Stukas is more comfortable in the air piloting both airplanes and hot air balloons than he is on the ground, his wife, Susan, told the Ledger-Enquirer.

He has received the FAA Wright Brothers Master Pilot Award for more than 50 years of safe flying, which is the highest accolade for pilots. He flew for six years in the U.S. Air Force and 25 years with Delta Airlines.

It was Susan who first suggested that they ride in a hot air balloon in 1989, Stukas said, and only a few years later he took his toddler son, DJ, into the air.

“I had him underneath my arms when he was three,” Stukas said.

DJ now pilots hot air balloons himself and will be participating in the festival.

Crew members with the RE/MAX hot air balloon work to inflate the balloon Friday morning at Callaway Gardens during a preview event for Callaway’s Labor Day Balloon Festival. 09/01/2023
Crew members with the RE/MAX hot air balloon work to inflate the balloon Friday morning at Callaway Gardens during a preview event for Callaway’s Labor Day Balloon Festival. 09/01/2023

‘A Salute to Summer’

Visitors to the event can expect a weekend filled with food, recreation activities at Robin Lake Beach, children’s activities, live music and fireworks shows.

If wind and weather permits, there will be a Balloon Glow from 8:30 p.m. to 9:30 p.m. each day. During the Glow, balloons are raised at once to glow under the stars providing a show synchronized to an original score produced for the anniversary.

Tethered balloon rides will be available throughout each day if weather permits.

Other attractions include seeing hundreds of butterflies at the Cecil B. Day Butterfly Center, the TreeTop Adventure and Zipline course, the Birds of Prey lakeside show and exploring the Megabugs trail.

On September 2, Callaway will host a Classic Car Cruise-In at the Robin Lake Beach Dome with vintage cars and trucks from 9 a.m. to 5 p.m.

This year’s festival is special because it is the 25th anniversary of an event that is Callaway’s “salute to summer,” said marketing manager Rachael McConnell.

“We really brought this event together because it’s a unique way to allow guests to experience something different,” she said.

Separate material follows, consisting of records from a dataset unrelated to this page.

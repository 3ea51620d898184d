//! JWT-based authentication extractor for Axum handlers.

use axum::extract::FromRequestParts;
use axum::http::header::AUTHORIZATION;
use axum::http::request::Parts;
use zoo_core::error::CoreError;

use crate::auth::jwt::validate_token;
use crate::error::AppError;
use crate::state::AppState;

/// Authenticated console user extracted from a JWT Bearer token in the
/// `Authorization` header.
#[derive(Debug, Clone)]
pub struct AuthUser {
    /// The console user's login name (from `claims.sub`).
    pub subject: String,
    /// The user's role name (e.g. `"admin"`).
    pub role: String,
}

impl FromRequestParts<AppState> for AuthUser {
    type Rejection = AppError;

    async fn from_request_parts(
        parts: &mut Parts,
        state: &AppState,
    ) -> Result<Self, Self::Rejection> {
        let auth_header = parts
            .headers
            .get(AUTHORIZATION)
            .and_then(|v| v.to_str().ok())
            .ok_or_else(|| {
                AppError::Core(CoreError::Unauthorized(
                    "Missing Authorization header".into(),
                ))
            })?;

        let token = auth_header.strip_prefix("Bearer ").ok_or_else(|| {
            AppError::Core(CoreError::Unauthorized(
                "Invalid Authorization format. Expected: Bearer <token>".into(),
            ))
        })?;

        let claims = validate_token(token, &state.config.jwt).map_err(|_| {
            AppError::Core(CoreError::Unauthorized("Invalid or expired token".into()))
        })?;

        Ok(AuthUser {
            subject: claims.sub,
            role: claims.role,
        })
    }
}
//! Route definitions for the `/species` resource.

use axum::routing::get;
use axum::Router;

use crate::handlers::species;
use crate::state::AppState;

/// Routes mounted at `/species`.
///
/// ```text
/// GET    /       -> list
/// POST   /       -> create
/// GET    /{id}   -> get_by_id
/// PUT    /{id}   -> update
/// PATCH  /{id}   -> patch
/// DELETE /{id}   -> delete
/// ```
pub fn router() -> Router<AppState> {
    Router::new()
        .route("/", get(species::list).post(species::create))
        .route(
            "/{id}",
            get(species::get_by_id)
                .put(species::update)
                .patch(species::patch)
                .delete(species::delete),
        )
}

Hot air balloon pilot Stuart Enloe inflates his balloon Friday morning at Callaway Gardens during a preview event for Callaway’s Labor Day Balloon Festival. 09/01/2023
Hot air balloon pilot Stuart Enloe inflates his balloon Friday morning at Callaway Gardens during a preview event for Callaway’s Labor Day Balloon Festival. 09/01/2023

This year’s event will have more than double the number of balloons than it ever has had before, McConnell said. There will be 24 hot air balloons taking to the sky over Callaway during Labor Day Weekend.

Guests will be up close to the balloons on the grass next to them, she said.

“There’s not a bad seat in the house,” McConnell said.

Stukas hopes that people don’t allow a fear of heights to prevent them from experiencing riding in a balloon during the festival. Most people who believe they are afraid of heights are really afraid of edges, he said, but they tend to feel more secure inside the basket.

“What you need to do is relax and enjoy the beauty of the Earth from a different perspective,” Stukas said. “That’s what it’s all about.”